TO DO ::
Bring together copies of the lines in the data below that contain the word "filename".

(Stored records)

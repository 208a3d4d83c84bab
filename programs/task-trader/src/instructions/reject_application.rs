//! Reject a pending application

use anchor_lang::prelude::*;

use crate::errors::TaskTraderError;
use crate::events::ApplicationRejected;
use crate::state::{ApplicationState, TaskApplication, TaskInfo};

#[derive(Accounts)]
pub struct RejectApplication<'info> {
    #[account(
        seeds = [b"task_info", task_info.task_id.to_le_bytes().as_ref()],
        bump = task_info.bump,
        constraint = task_info.requester == requester.key() @ TaskTraderError::InvalidRequester
    )]
    pub task_info: Account<'info, TaskInfo>,

    #[account(
        mut,
        seeds = [b"task_application", task_info.key().as_ref(), task_application.applicant.as_ref()],
        bump = task_application.bump,
        constraint = task_application.task_id == task_info.task_id @ TaskTraderError::InvalidTaskId
    )]
    pub task_application: Account<'info, TaskApplication>,

    pub requester: Signer<'info>,
}

pub fn handler(ctx: Context<RejectApplication>) -> Result<()> {
    let task_application = &mut ctx.accounts.task_application;
    msg!("Rejecting {}", task_application.applicant);

    require!(
        task_application
            .state
            .can_transition_to(ApplicationState::Rejected),
        TaskTraderError::InvalidApplicationState
    );

    let clock = Clock::get()?;
    task_application.state = ApplicationState::Rejected;
    task_application.updated_at = clock.unix_timestamp;

    emit!(ApplicationRejected {
        task_id: task_application.task_id,
        applicant: task_application.applicant,
        timestamp: clock.unix_timestamp,
    });

    Ok(())
}
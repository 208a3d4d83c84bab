//! Events emitted by the Task Trader program
//!
//! Indexers follow the task and application lifecycle from these logs.

use anchor_lang::prelude::*;

/// Emitted once when the admin record is created
#[event]
pub struct AdminInitialized {
    pub signer: Pubkey,
    pub fee_receiver: Pubkey,
    pub fee_ratio: u64,
    pub timestamp: i64,
}

/// Emitted when the admin signer rotates configuration
#[event]
pub struct AdminUpdated {
    pub old_signer: Pubkey,
    pub new_signer: Pubkey,
    pub fee_receiver: Pubkey,
    pub old_fee_ratio: u64,
    pub new_fee_ratio: u64,
    pub timestamp: i64,
}

/// Emitted when the default acceptance flow changes
#[event]
pub struct AcceptanceFlowUpdated {
    pub acceptance_flow: u8,
    pub updated_by: Pubkey,
    pub timestamp: i64,
}

/// Emitted when the supported coin list is replaced
#[event]
pub struct SupportCoinUpdated {
    pub coin_mints: Vec<Pubkey>,
    pub updated_by: Pubkey,
    pub timestamp: i64,
}

#[event]
pub struct TaskCreated {
    pub task_id: u64,
    pub requester: Pubkey,
    pub coin_mint: Pubkey,
    pub task_amount: u64,
    pub taker_num: u64,
    pub amount_per_task: u64,
    pub rewards: u64,
    pub escrowed: u64,
    pub expire_time: i64,
    pub acceptance_flow: u8,
    pub timestamp: i64,
}

#[event]
pub struct TaskApplied {
    pub task_id: u64,
    pub applicant: Pubkey,
    pub inviter: Option<Pubkey>,
    pub timestamp: i64,
}

#[event]
pub struct ApplicationApproved {
    pub task_id: u64,
    pub applicant: Pubkey,
    pub approved_num: u64,
    pub taker_num: u64,
    pub timestamp: i64,
}

#[event]
pub struct ApplicationRejected {
    pub task_id: u64,
    pub applicant: Pubkey,
    pub timestamp: i64,
}

/// Emitted when an applicant submits work for verification
#[event]
pub struct AcceptanceSubmitted {
    pub task_id: u64,
    pub applicant: Pubkey,
    pub timestamp: i64,
}

/// Emitted when the requester verifies an application
#[event]
pub struct ApplicationVerified {
    pub task_id: u64,
    pub applicant: Pubkey,
    pub is_accepted: bool,
    pub old_state: u8,
    pub new_state: u8,
    pub approved_num: u64,
    pub timestamp: i64,
}

/// Emitted when an accepted application is settled
#[event]
pub struct RewardWithdrawn {
    pub task_id: u64,
    pub applicant: Pubkey,
    pub applicant_amount: u64,
    pub fee_amount: u64,
    pub inviter: Option<Pubkey>,
    pub inviter_amount: u64,
    pub timestamp: i64,
}

#[event]
pub struct TaskStateChanged {
    pub task_id: u64,
    pub old_state: u8,
    pub new_state: u8,
    pub updated_by: Pubkey,
    pub timestamp: i64,
}
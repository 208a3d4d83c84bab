//! Shared constants for instruction handlers

/// Denominator for `fee_ratio` (100% = 1000)
pub const FEE_RATIO_DENOMINATOR: u64 = 1000;

/// Seed of the PDA that owns every pool token account
pub const POOL_AUTHORITY_SEED: &[u8] = b"pool_authority";

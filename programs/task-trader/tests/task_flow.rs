mod common;

use common::*;
use solana_sdk::signature::Signer;
use task_trader::errors::TaskTraderError;
use task_trader::state::{ApplicationState, TaskState};

const TASK: TaskParams = TaskParams {
    task_id: 7,
    task_amount: 1000,
    taker_num: 2,
    rewards: 100,
};

#[tokio::test]
async fn test_create_task_escrows_full_amount() {
    let mut test = TaskTraderTest::start(1).await;
    let requester = test.funded_keypair().await;

    let source = test.create_funded_task(&requester, TASK).await;

    let mint = test.mint;
    assert_eq!(test.token_balance(&source).await, 0);
    assert_eq!(test.token_balance(&pool_token_account(&mint)).await, 2200);

    let task = test.task(TASK.task_id).await;
    assert_eq!(task.requester, requester.pubkey());
    assert_eq!(task.coin_mint, mint);
    assert_eq!(task.escrowed, 2200);
    assert_eq!(task.amount_per_task, 500);
    assert_eq!(task.distributed, 0);
    assert_eq!(task.state, TaskState::Open);
    assert_eq!(test.admin().await.total_tasks, 1);
}

#[tokio::test]
async fn test_create_task_rejects_mint_mismatch() {
    let mut test = TaskTraderTest::start(0).await;
    let requester = test.funded_keypair().await;
    let allowed = test.mint;
    let other = test.create_mint().await;
    let source = test.create_token_account(&other, &requester.pubkey()).await;
    test.mint_tokens(&other, &source, TASK.escrow()).await;

    // Allowlisted coin_mint argument, but the accounts carry another mint
    let ix = test.create_task_ix(&requester.pubkey(), &other, &source, allowed, TASK);
    assert_task_error(
        test.send(&[ix], &[&requester]).await,
        TaskTraderError::InvalidMint,
    );
    assert_eq!(test.token_balance(&source).await, TASK.escrow());
}

#[tokio::test]
async fn test_create_task_rejects_unsupported_coin() {
    let mut test = TaskTraderTest::start(0).await;
    let requester = test.funded_keypair().await;
    let other = test.create_mint().await;
    let source = test.create_token_account(&other, &requester.pubkey()).await;
    test.mint_tokens(&other, &source, TASK.escrow()).await;

    let ix = test.create_task_ix(&requester.pubkey(), &other, &source, other, TASK);
    assert_task_error(
        test.send(&[ix], &[&requester]).await,
        TaskTraderError::UnsupportedCoin,
    );
}

#[tokio::test]
async fn test_closed_task_rejects_applications_until_reopened() {
    let mut test = TaskTraderTest::start(0).await;
    let requester = test.funded_keypair().await;
    let applicant = test.funded_keypair().await;
    test.create_funded_task(&requester, TASK).await;

    let ix = test.close_task_ix(TASK.task_id, &requester.pubkey());
    test.send(&[ix], &[&requester]).await.unwrap();
    assert_eq!(test.task(TASK.task_id).await.state, TaskState::Close);

    let ix = test.apply_task_ix(TASK.task_id, &applicant.pubkey(), None);
    assert_task_error(
        test.send(&[ix], &[&applicant]).await,
        TaskTraderError::InvalidTaskState,
    );

    // Admin signer can reopen on the requester's behalf
    let signer = test.admin_signer.insecure_clone();
    let ix = test.open_task_ix(TASK.task_id, &signer.pubkey());
    test.send(&[ix], &[&signer]).await.unwrap();

    test.refresh_blockhash().await;
    let ix = test.apply_task_ix(TASK.task_id, &applicant.pubkey(), None);
    test.send(&[ix], &[&applicant]).await.unwrap();
    let application = test.application(TASK.task_id, &applicant.pubkey()).await;
    assert_eq!(application.state, ApplicationState::Applied);
    assert_eq!(application.inviter, None);
}

#[tokio::test]
async fn test_task_state_change_rejects_stranger() {
    let mut test = TaskTraderTest::start(0).await;
    let requester = test.funded_keypair().await;
    let stranger = test.funded_keypair().await;
    test.create_funded_task(&requester, TASK).await;

    let ix = test.close_task_ix(TASK.task_id, &stranger.pubkey());
    assert_task_error(
        test.send(&[ix], &[&stranger]).await,
        TaskTraderError::Unauthorized,
    );
    assert_eq!(test.task(TASK.task_id).await.state, TaskState::Open);
}

#[tokio::test]
async fn test_apply_rejects_self_invite() {
    let mut test = TaskTraderTest::start(0).await;
    let requester = test.funded_keypair().await;
    let applicant = test.funded_keypair().await;
    test.create_funded_task(&requester, TASK).await;

    let ix = test.apply_task_ix(TASK.task_id, &applicant.pubkey(), Some(applicant.pubkey()));
    assert_task_error(
        test.send(&[ix], &[&applicant]).await,
        TaskTraderError::InvalidInviter,
    );
}

#[tokio::test]
async fn test_only_requester_approves() {
    let mut test = TaskTraderTest::start(0).await;
    let requester = test.funded_keypair().await;
    let applicant = test.funded_keypair().await;
    let stranger = test.funded_keypair().await;
    test.create_funded_task(&requester, TASK).await;
    let ix = test.apply_task_ix(TASK.task_id, &applicant.pubkey(), None);
    test.send(&[ix], &[&applicant]).await.unwrap();

    let ix = test.approve_ix(TASK.task_id, &applicant.pubkey(), &stranger.pubkey());
    assert_task_error(
        test.send(&[ix], &[&stranger]).await,
        TaskTraderError::InvalidRequester,
    );

    let ix = test.approve_ix(TASK.task_id, &applicant.pubkey(), &requester.pubkey());
    test.send(&[ix], &[&requester]).await.unwrap();
    let application = test.application(TASK.task_id, &applicant.pubkey()).await;
    assert_eq!(application.state, ApplicationState::Accepted);
    assert_eq!(test.task(TASK.task_id).await.approved_num, 1);
}

#[tokio::test]
async fn test_only_applicant_submits() {
    let mut test = TaskTraderTest::start(0).await;
    let requester = test.funded_keypair().await;
    let applicant = test.funded_keypair().await;
    test.create_funded_task(&requester, TASK).await;
    let ix = test.apply_task_ix(TASK.task_id, &applicant.pubkey(), None);
    test.send(&[ix], &[&applicant]).await.unwrap();
    let ix = test.approve_ix(TASK.task_id, &applicant.pubkey(), &requester.pubkey());
    test.send(&[ix], &[&requester]).await.unwrap();

    let ix = test.submit_ix(TASK.task_id, &applicant.pubkey(), &requester.pubkey());
    assert_task_error(
        test.send(&[ix], &[&requester]).await,
        TaskTraderError::InvalidApplicant,
    );

    let ix = test.submit_ix(TASK.task_id, &applicant.pubkey(), &applicant.pubkey());
    test.send(&[ix], &[&applicant]).await.unwrap();
    let application = test.application(TASK.task_id, &applicant.pubkey()).await;
    assert_eq!(application.state, ApplicationState::WaitingForAcceptance);
}

#[tokio::test]
async fn test_approvals_stop_at_taker_num() {
    let mut test = TaskTraderTest::start(0).await;
    let requester = test.funded_keypair().await;
    let first = test.funded_keypair().await;
    let second = test.funded_keypair().await;
    let third = test.funded_keypair().await;
    test.create_funded_task(&requester, TASK).await;

    for applicant in [&first, &second, &third] {
        let ix = test.apply_task_ix(TASK.task_id, &applicant.pubkey(), None);
        test.send(&[ix], &[applicant]).await.unwrap();
    }
    for applicant in [&first, &second] {
        let ix = test.approve_ix(TASK.task_id, &applicant.pubkey(), &requester.pubkey());
        test.send(&[ix], &[&requester]).await.unwrap();
    }

    let ix = test.approve_ix(TASK.task_id, &third.pubkey(), &requester.pubkey());
    assert_task_error(
        test.send(&[ix], &[&requester]).await,
        TaskTraderError::TakerNumExceeded,
    );

    let late = test.funded_keypair().await;
    let ix = test.apply_task_ix(TASK.task_id, &late.pubkey(), None);
    assert_task_error(
        test.send(&[ix], &[&late]).await,
        TaskTraderError::TakerNumExceeded,
    );
    assert_eq!(test.task(TASK.task_id).await.approved_num, TASK.taker_num);
}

YOUR SOLUTION ::
filename programs/task-trader/src/instructions/reject_application.rs
filename programs/task-trader/tests/task_flow.rs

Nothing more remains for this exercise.